The Atlantic

How a Fake Baby Is Born

For years, women on the internet have been writing conspiracy theories about celebrity pregnancies. What sparks them?
Source: Geoff Kim

Art by Geoff Kim

“Why do some of these blogs refer to Benedict Cumberbatch’s children as … Pilo?” I ask, reading from a Tumblr post on my phone. On my first try, I pronounce it “peel-oh” and get a confused look in response, so I spell it out instead.

“Oh, pillow,” Patty laughs, once she realizes what I’m looking at. “That’s our joke. We call them Pillow One, Two, and Three.” She laughs again. Then she blushes, as she does each time something cracks her up but doesn’t register with me as funny.
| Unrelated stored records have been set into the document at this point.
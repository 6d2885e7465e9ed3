/*
 * @file text.rs
 * @brief Text normalization, extraction and formatting helpers
 * @author Kevin Thomas
 * @date 2025
 *
 * MIT License
 *
 * Copyright (c) 2025 Kevin Thomas
 *
 * Permission is hereby granted, free of charge, to any person obtaining a copy
 * of this software and associated documentation files (the "Software"), to deal
 * in the Software without restriction, including without limitation the rights
 * to use, copy, modify, merge, publish, distribute, sublicense, and/or sell
 * copies of the Software, and to permit persons to whom the Software is
 * furnished to do so, subject to the following conditions:
 *
 * The above copyright notice and this permission notice shall be included in all
 * copies or substantial portions of the Software.
 *
 * THE SOFTWARE IS PROVIDED "AS IS", WITHOUT WARRANTY OF ANY KIND, EXPRESS OR
 * IMPLIED, INCLUDING BUT NOT LIMITED TO THE WARRANTIES OF MERCHANTABILITY,
 * FITNESS FOR A PARTICULAR PURPOSE AND NONINFRINGEMENT. IN NO EVENT SHALL THE
 * AUTHORS OR COPYRIGHT HOLDERS BE LIABLE FOR ANY CLAIM, DAMAGES OR OTHER
 * LIABILITY, WHETHER IN AN ACTION OF CONTRACT, TORT OR OTHERWISE, ARISING FROM,
 * OUT OF OR IN CONNECTION WITH THE SOFTWARE OR THE USE OR OTHER DEALINGS IN THE
 * SOFTWARE.
 */

//! Text normalization, extraction and formatting helpers.

use std::sync::LazyLock;

use chrono::{DateTime, Local, TimeZone, Timelike};
use regex::Regex;

/// Verb phrase that introduces an application to launch.
static OPEN_VERB: LazyLock<Regex> =
    LazyLock::new(|| Regex::new(r"\b(?:open|launch|start|run)\s+(.+)").expect("valid regex"));

/// Verb phrase that introduces an application to close.
static CLOSE_VERB: LazyLock<Regex> =
    LazyLock::new(|| Regex::new(r"\b(?:close|quit|exit|stop)\s+(.+)").expect("valid regex"));

static WHITESPACE: LazyLock<Regex> = LazyLock::new(|| Regex::new(r"\s+").expect("valid regex"));

/// Trims and collapses internal whitespace runs to a single space.
pub fn normalize(text: &str) -> String {
    WHITESPACE.replace_all(text.trim(), " ").into_owned()
}

/// Time-of-day salutation for an hour in `0..24`.
///
/// # Returns
/// "Good morning" before noon, "Good afternoon" before 18:00, otherwise
/// "Good evening".
pub fn greeting_for_hour(hour: u32) -> &'static str {
    match hour {
        0..=11 => "Good morning",
        12..=17 => "Good afternoon",
        _ => "Good evening",
    }
}

/// Salutation for the current local time.
pub fn greeting() -> &'static str {
    greeting_for_hour(Local::now().hour())
}

/// Formats a time as `HH:MM AM|PM`, e.g. `09:05 PM`.
pub fn format_time<Tz: TimeZone>(at: &DateTime<Tz>) -> String
where
    Tz::Offset: std::fmt::Display,
{
    at.format("%I:%M %p").to_string()
}

/// Formats a date as `Month DD, YYYY`, e.g. `March 04, 2025`.
pub fn format_date<Tz: TimeZone>(at: &DateTime<Tz>) -> String
where
    Tz::Offset: std::fmt::Display,
{
    at.format("%B %d, %Y").to_string()
}

/// Extracts the application named after open/launch/start/run.
///
/// # Details
/// Takes the remainder after the leftmost verb, trimmed. The verb must be a
/// whole word, so "restart computer" names nothing.
///
/// # Returns
/// * `Some(name)` - Non-empty remainder.
/// * `None` - No verb, or nothing after it.
pub fn extract_app_name(text: &str) -> Option<String> {
    capture_remainder(&OPEN_VERB, text)
}

/// Extracts the application named after close/quit/exit/stop.
pub fn extract_close_app_name(text: &str) -> Option<String> {
    capture_remainder(&CLOSE_VERB, text)
}

fn capture_remainder(pattern: &Regex, text: &str) -> Option<String> {
    let lower = text.to_lowercase();
    let name = pattern.captures(&lower)?.get(1)?.as_str().trim().to_string();
    (!name.is_empty()).then_some(name)
}

/// Returns the command that follows a leading wake word.
///
/// # Details
/// Case-insensitive; separating commas and spaces after the wake word are
/// dropped. Used by hands-free listening, where only addressed utterances
/// are dispatched.
///
/// # Returns
/// * `Some(command)` - Text after the wake word, non-empty.
/// * `None` - Utterance does not start with the wake word.
pub fn strip_wake_word(text: &str, wake_word: &str) -> Option<String> {
    let text = text.trim();
    let wake = wake_word.trim().to_lowercase();
    if wake.is_empty() {
        return Some(text.to_string()).filter(|t| !t.is_empty());
    }
    let head = text.get(..wake.len())?;
    if !head.eq_ignore_ascii_case(&wake) {
        return None;
    }
    let rest = &text[wake.len()..];
    if rest.starts_with(|c: char| c.is_alphanumeric()) {
        return None;
    }
    let rest = rest.trim_start_matches([',', ' ', '.', '!']);
    if rest.is_empty() {
        return None;
    }
    Some(rest.to_string())
}

#[cfg(test)]
mod tests {
    use super::*;
    use chrono::NaiveDate;

    #[test]
    fn normalize_collapses_whitespace() {
        assert_eq!(normalize("  open \t  notepad \n"), "open notepad");
        assert_eq!(normalize("   "), "");
    }

    #[test]
    fn greeting_bands() {
        assert_eq!(greeting_for_hour(0), "Good morning");
        assert_eq!(greeting_for_hour(11), "Good morning");
        assert_eq!(greeting_for_hour(12), "Good afternoon");
        assert_eq!(greeting_for_hour(17), "Good afternoon");
        assert_eq!(greeting_for_hour(18), "Good evening");
        assert_eq!(greeting_for_hour(23), "Good evening");
    }

    #[test]
    fn time_and_date_formats() {
        let at = NaiveDate::from_ymd_opt(2025, 3, 4)
            .unwrap()
            .and_hms_opt(21, 5, 0)
            .unwrap()
            .and_utc();
        assert_eq!(format_time(&at), "09:05 PM");
        assert_eq!(format_date(&at), "March 04, 2025");
    }

    #[test]
    fn app_name_extraction() {
        assert_eq!(extract_app_name("open notepad"), Some("notepad".into()));
        assert_eq!(
            extract_app_name("please launch Visual Studio Code"),
            Some("visual studio code".into())
        );
        assert_eq!(extract_app_name("open"), None);
        assert_eq!(extract_app_name("open   "), None);
        assert_eq!(extract_app_name("restart computer"), None);
    }

    #[test]
    fn close_name_extraction() {
        assert_eq!(extract_close_app_name("close chrome"), Some("chrome".into()));
        assert_eq!(extract_close_app_name("quit spotify now"), Some("spotify now".into()));
        assert_eq!(extract_close_app_name("closet"), None);
    }

    #[test]
    fn wake_word_stripping() {
        assert_eq!(
            strip_wake_word("Jarvis, open notepad", "jarvis"),
            Some("open notepad".into())
        );
        assert_eq!(strip_wake_word("jarvis", "jarvis"), None);
        assert_eq!(strip_wake_word("hello there", "jarvis"), None);
        assert_eq!(strip_wake_word("ok", "jarvis"), None);
        assert_eq!(strip_wake_word("jarvisx open notepad", "jarvis"), None);
    }
}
I first knew Patty as “Gatorfisch,” her username since 2013 on Tumblr, where she goes for photos of cute animals and discussions of liberal politics, among other things. She is 49, and has a 15-year-old daughter and a 2-year-old grandson. Her husband, she wrote to me a few days before we met in person, would not be allowing me to come into their home, in case I hacked his computer. (“Nothing personal,” she assured me—he deals with highly sensitive information at his job.)

So I’m sitting in a coffee shop near her house in Reno, Nevada, just a few days before the coronavirus started closing businesses like these. And I’m asking her this question because, for the past five years, Patty has been one of the most prolific and well-known Tumblr bloggers making the case that Benedict Cumberbatch’s wife, Sophie Hunter, is a criminal, who has been blackmailing him for years to stay in a sham marriage.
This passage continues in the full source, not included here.